→ **How to complete this task**: Could you copy out every line of the data where the word "clone" occurs?

→ **Provided material**:

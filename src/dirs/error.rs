use std::path::PathBuf;
use thiserror::Error;

#[derive(Debug, Error)]
#[non_exhaustive]
pub enum DirectoryError {
    #[error("cannot read plugin directory '{path}': {source}")]
    Access {
        path: PathBuf,
        #[source]
        source: std::io::Error,
    },
}

impl DirectoryError {
    pub(crate) fn access(path: impl Into<PathBuf>, source: std::io::Error) -> Self {
        Self::Access {
            path: path.into(),
            source,
        }
    }
}
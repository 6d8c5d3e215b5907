use toml::{Table, Value};

/// Merges environment variables starting with `<prefix><separator>` into `table`.
///
/// `DIRCONF__DIRS__ETC=/etc/app` with separator `__` lands at `dirs.etc`.
/// Path segments are lowercased. Values stay strings: every setting is a path
/// or a name, and `2024` or `1.0` are valid directory names.
pub(super) fn load_env_vars(table: &mut Table, prefix: &str, separator: &str) {
    if separator.is_empty() {
        tracing::warn!(prefix, "ignoring environment source with empty separator");
        return;
    }
    let vars = std::env::vars_os()
        .filter_map(|(k, v)| Some((k.into_string().ok()?, v.into_string().ok()?)));
    load_from(table, prefix, separator, vars);
}

fn load_from(
    table: &mut Table,
    prefix: &str,
    separator: &str,
    vars: impl IntoIterator<Item = (String, String)>,
) {
    let prefix_with_sep = format!("{prefix}{separator}");

    for (key, value) in vars {
        let Some(path_str) = key.strip_prefix(&prefix_with_sep) else {
            continue;
        };
        if path_str.is_empty() {
            continue;
        }

        let path: Vec<String> = path_str
            .split(separator)
            .map(|s| s.to_lowercase())
            .collect();
        if path.iter().any(String::is_empty) {
            tracing::warn!("ignoring malformed environment variable {key}");
            continue;
        }

        tracing::trace!("config override from {key}");
        insert_at_path(table, &path, Value::String(value));
    }
}

fn insert_at_path(table: &mut Table, path: &[String], value: Value) {
    let Some((last, parents)) = path.split_last() else {
        return;
    };

    let mut current = table;
    for part in parents {
        let slot = current
            .entry(part.clone())
            .or_insert_with(|| Value::Table(Table::new()));
        if !slot.is_table() {
            *slot = Value::Table(Table::new());
        }
        match slot {
            Value::Table(nested) => current = nested,
            _ => return,
        }
    }
    current.insert(last.clone(), value);
}

#[cfg(test)]
mod tests {
    use super::*;

    fn vars(pairs: &[(&str, &str)]) -> Vec<(String, String)> {
        pairs
            .iter()
            .map(|(k, v)| (k.to_string(), v.to_string()))
            .collect()
    }

    #[test]
    fn test_nested_path() {
        let mut table = Table::new();
        load_from(
            &mut table,
            "APP",
            "__",
            vars(&[("APP__DIRS__ETC", "/etc/app"), ("OTHER__ROOT", "/x")]),
        );

        assert_eq!(table["dirs"]["etc"].as_str(), Some("/etc/app"));
        assert!(!table.contains_key("root"));
    }

    #[test]
    fn test_replaces_scalar_parent() {
        let mut table: Table = toml::from_str("dirs = 3").unwrap();
        load_from(&mut table, "APP", "__", vars(&[("APP__DIRS__BIN", "sbin")]));
        assert_eq!(table["dirs"]["bin"].as_str(), Some("sbin"));
    }

    #[test]
    fn test_skips_malformed_keys() {
        let mut table = Table::new();
        load_from(
            &mut table,
            "APP",
            "__",
            vars(&[("APP__", "x"), ("APP__DIRS____ETC", "y")]),
        );
        assert!(table.is_empty());
    }

    #[test]
    fn test_values_stay_strings() {
        let mut table = Table::new();
        load_from(
            &mut table,
            "APP",
            "__",
            vars(&[
                ("APP__DIRS__PLUGINS", "1.0"),
                ("APP__DIRS__VAR", "2024"),
                ("APP__PLUGINS__SUFFIX", "true"),
            ]),
        );

        assert_eq!(table["dirs"]["plugins"].as_str(), Some("1.0"));
        assert_eq!(table["dirs"]["var"].as_str(), Some("2024"));
        assert_eq!(table["plugins"]["suffix"].as_str(), Some("true"));
    }
}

→ **Completed exercise**:
            .entry(part.clone())
    current.insert(last.clone(), value);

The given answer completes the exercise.